Abstract All (NZB x NZW)F1 (BWF1) female mice develop lupus-like disease, compared to ~30% of male BWF1 mice. Our previous research described an immunosuppressive effect of Gr1hiCD11bhi cells in male BWF1 mice. Specifically, as BWF1 mice age, female Gr1hi cells lost their ability to suppress altogether, while antibody-mediated depletion of Gr1hi cells accelerated disease development in male mice only. Reverse transcriptase-PCR studies revealed upregulated S100a9 and S100a8 mRNA levels in male flow-sorted Gr1hi cells as compared to cells from female BWF1 mice and non-autoimmune stains, leading us to hypothesize that S100a8/a9 produced by male Gr1hi cells is immunosuppressive.

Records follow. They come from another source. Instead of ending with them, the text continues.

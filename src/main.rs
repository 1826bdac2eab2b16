use clap::Parser;
use tracing_subscriber::{EnvFilter, fmt, prelude::*};

use folio::cli::{Cli, Commands};
use folio::commands;
use folio::config::Config;
use folio::search::{AdvancedFilters, SearchService};

fn main() -> anyhow::Result<()> {
    let cli = Cli::parse();
    init_tracing(cli.verbose, cli.quiet);

    let Some(command) = cli.command else {
        Cli::parse_from(["folio", "--help"]);
        return Ok(());
    };

    // Only commands that search need the config and corpus.
    let corpus = cli.corpus;
    let load = || -> anyhow::Result<(Config, SearchService)> {
        let config = Config::load()?;
        let service = commands::open_service(corpus.as_deref(), &config)?;
        Ok((config, service))
    };

    match command {
        Commands::Search {
            query,
            limit,
            kind,
            min_score,
            no_highlights,
            json,
        } => {
            let (config, service) = load()?;
            let options = commands::search_options(&config, limit, &kind, min_score, no_highlights);
            let set = commands::search(&service, &query, &options)?;
            if json {
                println!("{}", serde_json::to_string_pretty(&set)?);
            } else {
                println!("{}", commands::format_results(&set));
            }
        }
        Commands::Advanced {
            query,
            category,
            kind,
            technology,
            limit,
            json,
        } => {
            let (_, service) = load()?;
            let filters = AdvancedFilters {
                category,
                kind,
                technology,
                limit,
            };
            let set = commands::advanced(&service, &query, &filters)?;
            if json {
                println!("{}", serde_json::to_string_pretty(&set)?);
            } else {
                println!("{}", commands::format_advanced(&set));
            }
        }
        Commands::Stats { json } => {
            let (_, service) = load()?;
            let stats = service.stats();
            if json {
                println!("{}", serde_json::to_string_pretty(&stats)?);
            } else {
                print!("{}", commands::format_stats(&stats));
            }
        }
        Commands::Popular => println!("{}", commands::format_popular()),
        #[cfg(feature = "mcp")]
        Commands::Serve => {
            let (config, service) = load()?;
            let defaults = commands::search_options(&config, None, "all", None, false);
            tokio::runtime::Runtime::new()?.block_on(folio::mcp::serve(service, defaults))?;
        }
    }

    Ok(())
}

/// Logs go to stderr so stdout stays clean for results and MCP traffic.
fn init_tracing(verbose: u8, quiet: bool) {
    if quiet {
        return;
    }

    let filter = match verbose {
        0 => "warn",
        1 => "info,folio=debug",
        _ => "trace",
    };

    let env_filter = EnvFilter::try_from_default_env().unwrap_or_else(|_| EnvFilter::new(filter));

    tracing_subscriber::registry()
        .with(env_filter)
        .with(fmt::layer().with_writer(std::io::stderr))
        .init();
}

To study this, we created S100a9-deficient BWF1 mice. Our results showed spleen weight and splenocyte count, indicators of lupus advancement, were significantly higher in S100a9−/−male mice. Additionally, increased IgG-IC deposition in kidney glomeruli of S100a9−/−male mice was observed along with a significant increase in serum anti-chromatin IgG levels. Deficiency of S100a9 also resulted in increased frequencies of memory B cells and plasma cells in male mice, but not in female mice. Interestingly, S100a9-deficiency caused an accumulation of Gr1hiCD11b+ splenocytes in male mice. We speculated that this is due to a lack of trafficking of Gr1hi cells into the glomerulus of the kidney due to S100a9-deficiency. Subsequent IHC confirmed the lack of S100a9 expression in kidneys from S100a9-deficient mice. Finally, H/E and Trichrome stainings indicated accelerated renal failure in S100a9−/−mice. In conclusion, S100a9 may function as a chemoattractant of Gr1hi cells exerting immunosuppression and protection against lupus-like renal disease in male BWF1 mice.